WORK INSTRUCTIONS:
What lines in the records include the string "SignatureMalformed"? Return each one.

RECORD EXCERPTS:
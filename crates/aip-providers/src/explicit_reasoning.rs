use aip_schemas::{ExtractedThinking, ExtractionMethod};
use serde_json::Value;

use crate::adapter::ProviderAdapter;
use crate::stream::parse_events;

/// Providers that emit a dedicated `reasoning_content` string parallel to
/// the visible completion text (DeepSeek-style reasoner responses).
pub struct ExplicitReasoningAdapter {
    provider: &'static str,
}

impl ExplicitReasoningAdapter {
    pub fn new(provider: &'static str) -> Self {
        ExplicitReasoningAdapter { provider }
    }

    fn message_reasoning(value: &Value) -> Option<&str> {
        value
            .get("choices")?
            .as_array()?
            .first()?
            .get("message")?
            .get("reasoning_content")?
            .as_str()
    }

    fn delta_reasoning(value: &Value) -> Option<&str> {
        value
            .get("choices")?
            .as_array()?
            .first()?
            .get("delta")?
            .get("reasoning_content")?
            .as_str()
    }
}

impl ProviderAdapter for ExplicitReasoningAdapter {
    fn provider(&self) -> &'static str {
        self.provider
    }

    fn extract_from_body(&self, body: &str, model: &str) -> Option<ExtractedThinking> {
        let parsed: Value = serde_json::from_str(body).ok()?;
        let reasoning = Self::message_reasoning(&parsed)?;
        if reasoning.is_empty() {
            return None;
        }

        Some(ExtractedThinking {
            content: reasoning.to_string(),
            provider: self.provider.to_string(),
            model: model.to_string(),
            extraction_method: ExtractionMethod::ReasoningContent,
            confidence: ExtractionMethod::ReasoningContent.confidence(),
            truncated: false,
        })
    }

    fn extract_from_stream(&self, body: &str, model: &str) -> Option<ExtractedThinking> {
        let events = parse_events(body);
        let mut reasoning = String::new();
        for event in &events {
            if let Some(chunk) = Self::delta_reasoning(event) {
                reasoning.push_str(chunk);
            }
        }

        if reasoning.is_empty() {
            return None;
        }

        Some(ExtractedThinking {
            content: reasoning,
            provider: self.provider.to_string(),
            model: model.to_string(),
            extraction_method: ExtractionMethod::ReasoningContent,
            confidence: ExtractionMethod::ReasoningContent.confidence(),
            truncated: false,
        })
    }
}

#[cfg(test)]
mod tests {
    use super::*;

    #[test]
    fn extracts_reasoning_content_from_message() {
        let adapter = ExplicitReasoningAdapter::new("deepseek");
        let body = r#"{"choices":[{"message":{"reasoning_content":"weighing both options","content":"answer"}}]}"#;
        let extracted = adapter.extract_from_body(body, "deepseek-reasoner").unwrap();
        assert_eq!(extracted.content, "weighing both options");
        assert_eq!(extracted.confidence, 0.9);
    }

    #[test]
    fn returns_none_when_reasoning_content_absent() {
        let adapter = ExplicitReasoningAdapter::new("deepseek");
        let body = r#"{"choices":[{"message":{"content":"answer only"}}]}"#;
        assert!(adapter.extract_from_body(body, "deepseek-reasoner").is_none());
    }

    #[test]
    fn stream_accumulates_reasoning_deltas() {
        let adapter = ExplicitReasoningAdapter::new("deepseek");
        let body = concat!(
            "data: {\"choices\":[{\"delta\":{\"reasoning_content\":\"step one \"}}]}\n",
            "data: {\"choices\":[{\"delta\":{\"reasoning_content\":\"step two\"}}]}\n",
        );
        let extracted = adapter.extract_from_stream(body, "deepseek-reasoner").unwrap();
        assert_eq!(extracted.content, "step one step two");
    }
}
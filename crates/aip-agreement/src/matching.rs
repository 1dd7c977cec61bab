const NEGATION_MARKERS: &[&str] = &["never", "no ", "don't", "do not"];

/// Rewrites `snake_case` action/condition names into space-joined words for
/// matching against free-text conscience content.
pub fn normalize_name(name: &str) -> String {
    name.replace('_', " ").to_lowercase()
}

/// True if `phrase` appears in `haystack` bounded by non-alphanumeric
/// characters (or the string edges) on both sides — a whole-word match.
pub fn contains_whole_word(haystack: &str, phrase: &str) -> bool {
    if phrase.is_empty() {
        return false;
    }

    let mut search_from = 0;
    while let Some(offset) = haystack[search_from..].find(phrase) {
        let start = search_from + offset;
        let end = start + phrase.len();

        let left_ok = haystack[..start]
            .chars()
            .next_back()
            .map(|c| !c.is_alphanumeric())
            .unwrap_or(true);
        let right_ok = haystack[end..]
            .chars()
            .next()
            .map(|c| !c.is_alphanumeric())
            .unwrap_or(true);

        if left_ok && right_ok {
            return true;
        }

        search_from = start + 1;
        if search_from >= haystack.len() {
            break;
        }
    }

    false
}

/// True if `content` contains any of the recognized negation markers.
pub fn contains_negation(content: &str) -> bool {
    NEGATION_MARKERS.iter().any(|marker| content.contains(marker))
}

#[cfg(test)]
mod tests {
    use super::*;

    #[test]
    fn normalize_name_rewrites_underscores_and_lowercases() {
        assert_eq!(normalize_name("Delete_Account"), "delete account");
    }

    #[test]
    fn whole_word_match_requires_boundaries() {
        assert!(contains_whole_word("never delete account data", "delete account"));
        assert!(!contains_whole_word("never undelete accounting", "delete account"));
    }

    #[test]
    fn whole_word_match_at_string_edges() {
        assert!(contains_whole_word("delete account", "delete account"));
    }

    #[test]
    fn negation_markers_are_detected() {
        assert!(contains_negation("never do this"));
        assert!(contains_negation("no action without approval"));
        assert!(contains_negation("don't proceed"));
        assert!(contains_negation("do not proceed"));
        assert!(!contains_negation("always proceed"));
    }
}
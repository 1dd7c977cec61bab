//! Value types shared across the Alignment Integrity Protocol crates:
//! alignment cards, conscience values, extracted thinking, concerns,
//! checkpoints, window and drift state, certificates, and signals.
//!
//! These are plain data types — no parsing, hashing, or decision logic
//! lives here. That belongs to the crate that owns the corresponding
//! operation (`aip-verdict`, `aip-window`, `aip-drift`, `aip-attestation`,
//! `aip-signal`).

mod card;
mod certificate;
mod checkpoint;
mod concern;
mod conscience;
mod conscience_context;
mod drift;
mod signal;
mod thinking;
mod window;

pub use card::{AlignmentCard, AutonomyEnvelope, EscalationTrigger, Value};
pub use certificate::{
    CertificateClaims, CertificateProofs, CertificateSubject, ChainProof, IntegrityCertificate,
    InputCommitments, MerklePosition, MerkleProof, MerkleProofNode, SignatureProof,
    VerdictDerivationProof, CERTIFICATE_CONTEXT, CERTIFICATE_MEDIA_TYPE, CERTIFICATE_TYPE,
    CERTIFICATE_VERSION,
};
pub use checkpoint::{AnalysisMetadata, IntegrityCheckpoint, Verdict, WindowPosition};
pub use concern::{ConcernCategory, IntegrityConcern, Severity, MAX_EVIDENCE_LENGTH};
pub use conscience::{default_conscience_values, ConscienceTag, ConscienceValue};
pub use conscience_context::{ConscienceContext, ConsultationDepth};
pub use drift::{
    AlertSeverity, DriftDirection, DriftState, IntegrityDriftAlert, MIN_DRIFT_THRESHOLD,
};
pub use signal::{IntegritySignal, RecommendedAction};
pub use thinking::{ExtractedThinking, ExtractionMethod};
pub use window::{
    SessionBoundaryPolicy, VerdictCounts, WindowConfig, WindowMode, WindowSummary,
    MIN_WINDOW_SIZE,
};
* * *
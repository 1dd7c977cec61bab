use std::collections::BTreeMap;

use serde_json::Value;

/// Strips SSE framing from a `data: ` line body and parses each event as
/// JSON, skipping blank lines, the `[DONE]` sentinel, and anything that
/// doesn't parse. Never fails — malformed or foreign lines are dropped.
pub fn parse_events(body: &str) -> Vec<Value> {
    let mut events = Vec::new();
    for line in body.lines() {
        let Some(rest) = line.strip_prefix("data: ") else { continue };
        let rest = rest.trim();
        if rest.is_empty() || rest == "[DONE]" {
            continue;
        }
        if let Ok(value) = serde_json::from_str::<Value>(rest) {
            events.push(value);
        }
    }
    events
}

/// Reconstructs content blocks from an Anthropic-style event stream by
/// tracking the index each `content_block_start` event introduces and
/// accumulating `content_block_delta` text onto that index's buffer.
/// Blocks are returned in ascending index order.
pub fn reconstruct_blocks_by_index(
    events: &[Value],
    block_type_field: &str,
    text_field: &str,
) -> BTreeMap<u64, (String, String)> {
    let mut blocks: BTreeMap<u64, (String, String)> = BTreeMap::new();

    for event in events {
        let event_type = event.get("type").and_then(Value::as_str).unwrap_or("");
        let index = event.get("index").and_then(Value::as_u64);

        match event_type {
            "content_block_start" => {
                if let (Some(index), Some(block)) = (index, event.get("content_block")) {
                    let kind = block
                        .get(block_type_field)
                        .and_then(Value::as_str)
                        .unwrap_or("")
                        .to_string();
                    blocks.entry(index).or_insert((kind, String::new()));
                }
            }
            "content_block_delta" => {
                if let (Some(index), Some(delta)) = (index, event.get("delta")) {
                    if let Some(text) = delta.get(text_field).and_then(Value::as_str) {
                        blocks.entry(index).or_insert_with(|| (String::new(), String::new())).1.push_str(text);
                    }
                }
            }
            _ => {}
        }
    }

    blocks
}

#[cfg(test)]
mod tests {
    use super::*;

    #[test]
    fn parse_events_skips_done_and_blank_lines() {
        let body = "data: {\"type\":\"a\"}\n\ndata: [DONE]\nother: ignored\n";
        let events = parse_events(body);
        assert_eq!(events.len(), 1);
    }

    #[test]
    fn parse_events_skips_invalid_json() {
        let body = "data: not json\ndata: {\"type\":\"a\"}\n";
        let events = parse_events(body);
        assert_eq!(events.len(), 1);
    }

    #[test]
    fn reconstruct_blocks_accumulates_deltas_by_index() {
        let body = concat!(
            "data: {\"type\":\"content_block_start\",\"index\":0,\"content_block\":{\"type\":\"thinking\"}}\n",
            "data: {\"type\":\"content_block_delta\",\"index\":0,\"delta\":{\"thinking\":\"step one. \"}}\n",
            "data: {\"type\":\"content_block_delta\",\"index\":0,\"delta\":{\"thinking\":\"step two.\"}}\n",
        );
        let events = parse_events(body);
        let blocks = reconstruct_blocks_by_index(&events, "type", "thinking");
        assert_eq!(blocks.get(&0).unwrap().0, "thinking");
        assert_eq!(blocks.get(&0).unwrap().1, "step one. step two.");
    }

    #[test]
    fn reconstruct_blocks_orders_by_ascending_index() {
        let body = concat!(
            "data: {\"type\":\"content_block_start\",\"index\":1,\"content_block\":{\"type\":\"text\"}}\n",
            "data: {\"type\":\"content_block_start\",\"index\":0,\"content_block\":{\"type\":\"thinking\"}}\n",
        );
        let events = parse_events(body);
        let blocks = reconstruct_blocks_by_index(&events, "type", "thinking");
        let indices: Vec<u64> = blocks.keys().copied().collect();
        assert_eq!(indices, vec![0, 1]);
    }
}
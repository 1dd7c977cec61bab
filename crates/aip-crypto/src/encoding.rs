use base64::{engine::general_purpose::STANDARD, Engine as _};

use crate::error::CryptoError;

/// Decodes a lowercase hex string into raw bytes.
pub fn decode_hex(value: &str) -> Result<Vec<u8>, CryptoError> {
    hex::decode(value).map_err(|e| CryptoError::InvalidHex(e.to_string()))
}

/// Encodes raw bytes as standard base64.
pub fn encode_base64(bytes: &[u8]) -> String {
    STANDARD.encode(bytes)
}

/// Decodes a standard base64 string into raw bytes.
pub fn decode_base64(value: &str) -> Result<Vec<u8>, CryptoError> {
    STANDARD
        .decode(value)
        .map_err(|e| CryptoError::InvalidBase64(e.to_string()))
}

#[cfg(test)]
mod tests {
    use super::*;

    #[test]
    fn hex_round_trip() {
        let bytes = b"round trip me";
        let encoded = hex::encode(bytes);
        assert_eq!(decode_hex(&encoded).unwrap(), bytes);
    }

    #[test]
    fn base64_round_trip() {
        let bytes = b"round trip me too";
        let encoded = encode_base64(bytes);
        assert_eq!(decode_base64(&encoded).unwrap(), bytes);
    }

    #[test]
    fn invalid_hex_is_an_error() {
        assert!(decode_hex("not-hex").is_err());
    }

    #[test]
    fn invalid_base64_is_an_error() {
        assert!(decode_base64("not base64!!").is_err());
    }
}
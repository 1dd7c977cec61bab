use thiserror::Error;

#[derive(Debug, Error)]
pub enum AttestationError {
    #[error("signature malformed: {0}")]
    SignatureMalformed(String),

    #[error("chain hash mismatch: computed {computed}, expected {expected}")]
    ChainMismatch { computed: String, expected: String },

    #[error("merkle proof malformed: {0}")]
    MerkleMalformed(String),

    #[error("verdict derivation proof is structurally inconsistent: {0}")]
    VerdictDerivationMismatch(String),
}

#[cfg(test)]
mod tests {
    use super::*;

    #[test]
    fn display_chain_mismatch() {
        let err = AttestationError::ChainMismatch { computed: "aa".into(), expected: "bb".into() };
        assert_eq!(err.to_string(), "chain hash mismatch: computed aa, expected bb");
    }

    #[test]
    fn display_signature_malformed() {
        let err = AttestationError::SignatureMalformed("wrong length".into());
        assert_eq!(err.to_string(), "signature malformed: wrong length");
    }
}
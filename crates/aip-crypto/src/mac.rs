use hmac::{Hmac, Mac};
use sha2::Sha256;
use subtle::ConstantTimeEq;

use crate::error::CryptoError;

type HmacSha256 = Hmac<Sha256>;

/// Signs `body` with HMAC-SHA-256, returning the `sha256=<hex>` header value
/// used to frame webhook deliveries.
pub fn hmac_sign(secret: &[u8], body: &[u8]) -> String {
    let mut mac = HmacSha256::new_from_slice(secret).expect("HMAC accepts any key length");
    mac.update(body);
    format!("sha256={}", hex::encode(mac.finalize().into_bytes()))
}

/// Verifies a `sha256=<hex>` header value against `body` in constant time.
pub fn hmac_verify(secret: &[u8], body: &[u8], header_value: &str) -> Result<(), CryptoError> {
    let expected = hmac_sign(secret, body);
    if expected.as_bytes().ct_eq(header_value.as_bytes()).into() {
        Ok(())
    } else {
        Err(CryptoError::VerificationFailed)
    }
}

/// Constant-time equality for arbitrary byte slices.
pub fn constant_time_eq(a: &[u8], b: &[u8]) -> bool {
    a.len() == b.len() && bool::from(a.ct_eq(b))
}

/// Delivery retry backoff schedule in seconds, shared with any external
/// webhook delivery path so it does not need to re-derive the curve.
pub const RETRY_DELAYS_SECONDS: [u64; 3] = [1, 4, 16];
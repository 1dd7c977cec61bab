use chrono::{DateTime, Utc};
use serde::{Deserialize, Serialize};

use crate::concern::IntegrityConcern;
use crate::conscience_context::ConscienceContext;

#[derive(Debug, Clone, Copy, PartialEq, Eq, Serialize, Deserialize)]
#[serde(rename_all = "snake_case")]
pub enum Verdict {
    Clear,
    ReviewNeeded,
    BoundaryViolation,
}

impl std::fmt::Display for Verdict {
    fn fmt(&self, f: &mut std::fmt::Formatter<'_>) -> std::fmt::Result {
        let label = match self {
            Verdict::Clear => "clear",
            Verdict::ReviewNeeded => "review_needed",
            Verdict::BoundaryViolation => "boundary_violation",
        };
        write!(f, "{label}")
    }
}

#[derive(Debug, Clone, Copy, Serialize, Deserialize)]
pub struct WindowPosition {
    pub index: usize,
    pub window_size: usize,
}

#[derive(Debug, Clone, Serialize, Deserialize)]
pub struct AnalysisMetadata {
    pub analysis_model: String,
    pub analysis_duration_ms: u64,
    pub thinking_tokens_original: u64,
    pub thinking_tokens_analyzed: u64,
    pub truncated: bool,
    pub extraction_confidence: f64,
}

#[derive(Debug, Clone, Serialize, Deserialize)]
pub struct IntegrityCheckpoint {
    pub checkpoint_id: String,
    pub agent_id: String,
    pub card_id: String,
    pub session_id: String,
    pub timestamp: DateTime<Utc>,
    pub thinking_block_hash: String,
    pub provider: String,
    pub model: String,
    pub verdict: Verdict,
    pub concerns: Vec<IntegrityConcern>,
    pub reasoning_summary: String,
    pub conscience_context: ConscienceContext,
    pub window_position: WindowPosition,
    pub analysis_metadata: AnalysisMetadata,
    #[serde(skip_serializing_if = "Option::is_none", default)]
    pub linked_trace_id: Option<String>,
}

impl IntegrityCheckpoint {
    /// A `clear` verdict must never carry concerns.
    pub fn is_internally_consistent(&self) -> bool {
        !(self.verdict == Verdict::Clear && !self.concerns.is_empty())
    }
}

SOLUTION TO THIS TASK:
    SignatureMalformed(String),
        let err = AttestationError::SignatureMalformed("wrong length".into());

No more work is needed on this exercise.